En materia cultural el gobierno de Néstor Kirchner ha demostrado ser bienintencionado en el peor de los sentidos: en el sentido demagógico. Cada uno de sus actos –el Primer Congreso Argentino de Cultura de Mar del Plata, por caso, al que asistió una gran cantidad de gente salvo artistas e intelectuales– demuestra un conocimiento, un tránsito del campo de la cultura digamos por lo menos, epidérmico (según gestos y palabras públicas, el panteón de pensadores K estaría compuesto por Arturo Jauretche en primer término, seguido por José Pablo Feinmann y Miguel Bonasso).

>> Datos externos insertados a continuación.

//! Configuration models for the remote sender and the consumer.

use std::path::PathBuf;

use serde::{Deserialize, Serialize};

use crate::constants;

/// Configuration for a remote sender connection.
#[derive(Debug, Clone, PartialEq, Eq, Serialize, Deserialize)]
#[serde(default)]
pub struct RemoteConfig {
    /// Path of the consumer's listening socket.
    pub socket_path: PathBuf,
    /// Put the connection in non-blocking mode so a full socket buffer
    /// drops the event (and counts it) instead of stalling the caller.
    pub drop_on_backpressure: bool,
}

impl Default for RemoteConfig {
    fn default() -> Self {
        Self {
            socket_path: PathBuf::from(constants::DEFAULT_SOCKET_PATH),
            drop_on_backpressure: false,
        }
    }
}

/// Configuration for the event consumer.
#[derive(Debug, Clone, PartialEq, Eq, Serialize, Deserialize)]
#[serde(default)]
pub struct ConsumerConfig {
    /// Filesystem path the listening socket is bound to.
    pub socket_path: PathBuf,
    /// `listen(2)` backlog.
    pub backlog: i32,
    /// Readiness events fetched per wait.
    pub poll_events: usize,
    /// Largest frame accepted, header included.
    pub max_event_size: usize,
}

impl Default for ConsumerConfig {
    fn default() -> Self {
        Self {
            socket_path: PathBuf::from(constants::DEFAULT_SOCKET_PATH),
            backlog: constants::DEFAULT_BACKLOG,
            poll_events: constants::POLL_EVENTS,
            max_event_size: constants::MAX_EVENT_SIZE,
        }
    }
}
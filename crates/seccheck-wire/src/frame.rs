//! Length-prefixed wire frame.
//!
//! Layout, all integers little-endian:
//!
//! ```text
//! offset 0   u32  message_size   (whole frame, these 4 bytes included)
//! offset 4   u16  header_size    (header bytes after offset 4; 6 today)
//! offset 6   u32  dropped_count
//! offset 4 + header_size         envelope bytes
//! ```
//!
//! Decoders honour the in-band `header_size`, so later header versions can
//! append fields without breaking older consumers.

use std::io::IoSlice;

use prost::Message;
use prost_types::Any;

use crate::error::FrameError;

/// Size of the `message_size` field.
const SIZE_FIELD_LEN: usize = 4;

/// `header_size` written by this version.
pub const CURRENT_HEADER_SIZE: u16 = 6;

/// Total header length written by this version.
pub const HEADER_LEN: usize = SIZE_FIELD_LEN + CURRENT_HEADER_SIZE as usize;

/// Frame header.
#[derive(Debug, Clone, Copy, PartialEq, Eq)]
pub struct Header {
    /// Size of the whole frame, header included.
    pub message_size: u32,
    /// Header bytes following the size field.
    pub header_size: u16,
    /// Events the sender lost since its previous frame.
    pub dropped_count: u32,
}

impl Header {
    /// Builds the current-version header for a payload of `payload_len` bytes.
    ///
    /// # Errors
    ///
    /// Returns [`FrameError::Oversized`] if the frame would exceed `max`.
    pub fn for_payload(
        payload_len: usize,
        dropped_count: u32,
        max: usize,
    ) -> Result<Self, FrameError> {
        let size = payload_len + HEADER_LEN;
        let message_size = u32::try_from(size)
            .ok()
            .filter(|_| size <= max)
            .ok_or(FrameError::Oversized { size, max })?;
        Ok(Self {
            message_size,
            header_size: CURRENT_HEADER_SIZE,
            dropped_count,
        })
    }

    /// Serializes the header in the current layout.
    #[must_use]
    pub fn to_bytes(&self) -> [u8; HEADER_LEN] {
        let mut out = [0u8; HEADER_LEN];
        out[0..4].copy_from_slice(&self.message_size.to_le_bytes());
        out[4..6].copy_from_slice(&self.header_size.to_le_bytes());
        out[6..10].copy_from_slice(&self.dropped_count.to_le_bytes());
        out
    }

    /// Number of payload bytes the header declares.
    fn payload_size(&self) -> Option<usize> {
        (self.message_size as usize)
            .checked_sub(SIZE_FIELD_LEN + usize::from(self.header_size))
            .filter(|&n| n > 0)
    }
}

/// A frame ready to be written with a single vectored write.
#[derive(Debug, Clone)]
pub struct EncodedFrame {
    header: [u8; HEADER_LEN],
    payload: Vec<u8>,
}

impl EncodedFrame {
    /// Frames an envelope.
    ///
    /// # Errors
    ///
    /// Returns [`FrameError::Oversized`] if the encoded envelope does not fit
    /// in a frame of `max` bytes.
    pub fn new(any: &Any, dropped_count: u32, max: usize) -> Result<Self, FrameError> {
        let payload = any.encode_to_vec();
        let header = Header::for_payload(payload.len(), dropped_count, max)?;
        Ok(Self {
            header: header.to_bytes(),
            payload,
        })
    }

    /// Header and payload as the two buffers of a vectored write.
    #[must_use]
    pub fn io_slices(&self) -> [IoSlice<'_>; 2] {
        [IoSlice::new(&self.header), IoSlice::new(&self.payload)]
    }

    /// Total frame length.
    #[must_use]
    pub fn len(&self) -> usize {
        HEADER_LEN + self.payload.len()
    }

    /// Always false: a frame carries at least its header.
    #[must_use]
    pub const fn is_empty(&self) -> bool {
        false
    }

    /// Contiguous copy of the frame.
    #[must_use]
    pub fn to_vec(&self) -> Vec<u8> {
        let mut out = Vec::with_capacity(self.len());
        out.extend_from_slice(&self.header);
        out.extend_from_slice(&self.payload);
        out
    }
}

/// A parsed frame borrowing its payload from the read buffer.
#[derive(Debug)]
pub struct Frame<'a> {
    /// Decoded header.
    pub header: Header,
    /// Envelope bytes, exactly as long as the header declares.
    pub payload: &'a [u8],
}

impl<'a> Frame<'a> {
    /// Parses one frame out of a single read.
    ///
    /// Partial frames are rejected rather than reassembled: a
    /// message-boundary-preserving transport delivers each write whole.
    ///
    /// # Errors
    ///
    /// Returns a [`FrameError`] describing why the frame was dropped.
    pub fn parse(buf: &'a [u8], max: usize) -> Result<Self, FrameError> {
        let Some(size_bytes) = buf.first_chunk::<4>() else {
            return Err(FrameError::Short { len: buf.len() });
        };
        let message_size = u32::from_le_bytes(*size_bytes);
        if message_size as usize > max {
            return Err(FrameError::Oversized {
                size: message_size as usize,
                max,
            });
        }

        let Some(&[lo, hi]) = buf.get(4..6).and_then(|b| b.first_chunk::<2>()) else {
            return Err(FrameError::Short { len: buf.len() });
        };
        let header_size = u16::from_le_bytes([lo, hi]);
        let dropped_count = if header_size >= CURRENT_HEADER_SIZE {
            buf.get(6..10)
                .and_then(|b| b.first_chunk::<4>())
                .map(|b| u32::from_le_bytes(*b))
                .ok_or(FrameError::Short { len: buf.len() })?
        } else {
            0
        };
        let header = Header {
            message_size,
            header_size,
            dropped_count,
        };

        let payload_size = header.payload_size().ok_or(FrameError::HeaderTooLarge {
            header_size,
            message_size,
        })?;
        let payload = buf
            .get(SIZE_FIELD_LEN + usize::from(header_size)..)
            .unwrap_or_default();
        if payload.len() < payload_size {
            return Err(FrameError::Truncated {
                got: payload.len(),
                expected: payload_size,
            });
        }
        Ok(Self {
            header,
            payload: &payload[..payload_size],
        })
    }

    /// Decodes the envelope carried by this frame.
    ///
    /// # Errors
    ///
    /// Returns [`FrameError::Envelope`] if the payload is not a valid `Any`.
    pub fn envelope(&self) -> Result<Any, FrameError> {
        Ok(Any::decode(self.payload)?)
    }
}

Desde la semana pasada hay un nuevo nombre a sumar a esta lista de intelectuales orgánicos –o absorvidos por la simpatía oficial, que viene a ser más o menos lo mismo: el de Ernesto Sabato. El jefe de Gabinete Alberto Fernández acaba de donarle al autor de Sobre héroes y tumbas, de 95 años, un subsidio de un millón y medio de pesos extraído de partidas extraordinarias, para que el escritor adquiera en nombre de su fundación una casona en el barrio porteño de Palermo e instale allí un centro cultural y un museo en su –propio– honor.
Al margen de lo extraño que resulta recibir un homenaje así en vida –imaginemos lo que hubiera dicho Borges, que veía con horror la simple edición contemporánea de sus Obras completas–, el gesto es, por lo menos, contradictorio: Sabato no escribe ficción hace un buen tiempo, su última novela destacada tiene más de cuarenta años, y hace mucho que, no tan secretamente, su figura es tomada en sorna por gran parte de la intelectualidad local (como ejemplo de los embates más furibundos no hay más que recordar lo que escribió sobre él César Aira en su Diccionario de autores latinoamericanos: "Sobre su robusto sentido común, sobre sus ideas convencionales y políticamente correctas –que lo hicieron en su vejez un favorito de los medios– era imposible ajustar pretensiones de escritor maldito o endemoniado, o tan siquiera angustiado; no tuvo más remedio que crear un personaje que se dice malo, atormentado y sombrío, con una insistencia francamente infantil").
Pero hay algo más: el argumento central de quienes rechazan la figura de Sabato como termómetro moral de los argentinos es el almuerzo que compartió el 19 de mayo de 1976 con Jorge Rafael Videla, el propio Borges, Horacio Ratti y el padre Leonardo Castellani –el único que expresó preocupación por detenidos-desaparecido como Haroldo Conti.
Lo más extraño es que Cristina Fernández y Alberto ídem, tan preocupados siempre por los derechos humanos, parecen haberlo olvidado.